EXERCISE INSTRUCTIONS:
The word "dropped" occurs in some lines of the data. Return each such line.

::::

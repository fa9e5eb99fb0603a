use std::{
    collections::HashMap,
    sync::Arc,
    time::{Duration, Instant},
};

use log::{debug, info, warn};
use tokio::{sync::RwLock, time::sleep};
use tokio_util::sync::CancellationToken;
use uuid::Uuid;
use wheel_core::WheelEditor;

use crate::domain::Error;

struct Session {
    editor: WheelEditor,
    touched: Instant,
}

/// Open editor sessions, one per browser tab editing a wheel
#[derive(Clone, Default)]
pub struct EditorSessions {
    sessions: Arc<RwLock<HashMap<Uuid, Session>>>,
}

impl EditorSessions {
    pub fn new() -> Self {
        Self::default()
    }

    pub async fn open(&self, editor: WheelEditor) -> Uuid {
        let id = Uuid::now_v7();
        self.sessions.write().await.insert(
            id,
            Session {
                editor,
                touched: Instant::now(),
            },
        );
        debug!("opened editor session {}", id);
        id
    }

    /// Run `f` against the session's editor while holding the lock.
    /// `f` must not await.
    pub async fn with_editor<R>(
        &self,
        id: &Uuid,
        f: impl FnOnce(&mut WheelEditor) -> R,
    ) -> Result<R, Error> {
        let mut sessions = self.sessions.write().await;
        let session = sessions
            .get_mut(id)
            .ok_or_else(|| Error::NotFound(String::from("This editor session has expired.")))?;
        session.touched = Instant::now();
        Ok(f(&mut session.editor))
    }

    pub async fn snapshot(&self, id: &Uuid) -> Result<WheelEditor, Error> {
        self.with_editor(id, |editor| editor.clone()).await
    }

    pub async fn close(&self, id: &Uuid) -> bool {
        self.sessions.write().await.remove(id).is_some()
    }

    pub async fn len(&self) -> usize {
        self.sessions.read().await.len()
    }

    pub async fn is_empty(&self) -> bool {
        self.sessions.read().await.is_empty()
    }

    /// Drop sessions idle for longer than `max_idle`, except ones waiting
    /// on the backend
    pub async fn sweep(&self, max_idle: Duration) -> usize {
        let mut sessions = self.sessions.write().await;
        let before = sessions.len();
        sessions.retain(|_, s| s.editor.is_pending() || s.touched.elapsed() < max_idle);
        before - sessions.len()
    }
}

/// Floor for the sweep interval, a zero interval would spin on the lock
pub const MIN_SWEEP_INTERVAL: Duration = Duration::from_secs(1);

pub struct SessionSweeper {
    sessions: EditorSessions,
    max_idle: Duration,
    sweep_interval: Duration,
    cancel_token: CancellationToken,
}

impl SessionSweeper {
    pub fn new(
        sessions: EditorSessions,
        cancel_token: CancellationToken,
        max_idle: Duration,
        sweep_interval: Duration,
    ) -> Self {
        if sweep_interval < MIN_SWEEP_INTERVAL {
            warn!(
                "session sweep interval {:?} is below the minimum, using {:?}",
                sweep_interval, MIN_SWEEP_INTERVAL
            );
        }
        Self {
            sessions,
            max_idle,
            sweep_interval: sweep_interval.max(MIN_SWEEP_INTERVAL),
            cancel_token,
        }
    }

    pub fn sweep_interval(&self) -> Duration {
        self.sweep_interval
    }

    pub async fn watch(&self) -> Result<(), anyhow::Error> {
        info!("Starting editor session sweeper");

        loop {
            if self.cancel_token.is_cancelled() {
                info!("Editor session sweeper received cancellation");
                break;
            }

            let dropped = self.sessions.sweep(self.max_idle).await;
            if dropped > 0 {
                info!("Dropped {} idle editor sessions", dropped);
            }

            tokio::select! {
                _ = sleep(self.sweep_interval) => continue,
                _ = self.cancel_token.cancelled() => {
                    info!("Editor session sweeper cancelled during sleep");
                    break;
                }
            }
        }

        Ok(())
    }
}
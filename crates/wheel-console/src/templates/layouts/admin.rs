use maud::{html, Markup, DOCTYPE};

/// Configuration for admin pages
pub struct AdminPageConfig<'a> {
    pub title: &'a str,
}

/// Base layout for the admin UI, interactivity is all HTMX
pub fn admin_base(config: &AdminPageConfig, content: Markup) -> Markup {
    html! {
        (DOCTYPE)
        html lang="en" {
            head {
                meta charset="UTF-8";
                meta name="viewport" content="width=device-width, initial-scale=1.0";
                title { (config.title) }

                link rel="stylesheet" href="https://cdn.jsdelivr.net/npm/bulma@0.9.4/css/bulma.min.css";
                script src="https://unpkg.com/htmx.org@1.9.10" {}

                style {
                    r#"
                        .color-swatch {
                            display: inline-block;
                            width: 1.25rem;
                            height: 1.25rem;
                            border-radius: 4px;
                            vertical-align: middle;
                        }
                        .is-projected {
                            opacity: 0.6;
                        }
                        .notification {
                            transition: all 0.3s ease-in-out;
                        }
                        .htmx-request .button.is-primary {
                            pointer-events: none;
                            opacity: 0.7;
                        }
                    "#
                }
            }
            body {
                nav class="navbar is-dark" {
                    div class="navbar-brand" {
                        a class="navbar-item has-text-weight-bold" href="/admin" { (config.title) }
                    }
                }

                // Notifications from any fragment land here via hx-swap-oob
                div id="notifications" class="container mt-4" {}

                div id="admin-content" {
                    (content)
                }
            }
        }
    }
}
pub mod api;
pub mod config;
pub mod domain;
pub mod infra;
pub mod startup;
pub mod templates;

pub use api::routes::*;
pub use config::*;
pub use domain::{
    ActivationPolicy, EditorSessions, Error as ConsoleError, Overview, SessionSweeper,
    SpinWheelService, SubmissionGate,
};
pub use infra::spin_wheel_api::{Error as ApiError, SpinWheelApi, SpinWheelClient};
#[cfg(any(feature = "e2e-testing", debug_assertions))]
pub use infra::spin_wheel_mock::{ApiCall, InMemorySpinWheelApi};
pub use startup::*;
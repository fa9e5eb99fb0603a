pub mod admin;
pub mod fragments;
pub mod layouts;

::::

TASK RESULT:
            let dropped = self.sessions.sweep(self.max_idle).await;
            if dropped > 0 {
                info!("Dropped {} idle editor sessions", dropped);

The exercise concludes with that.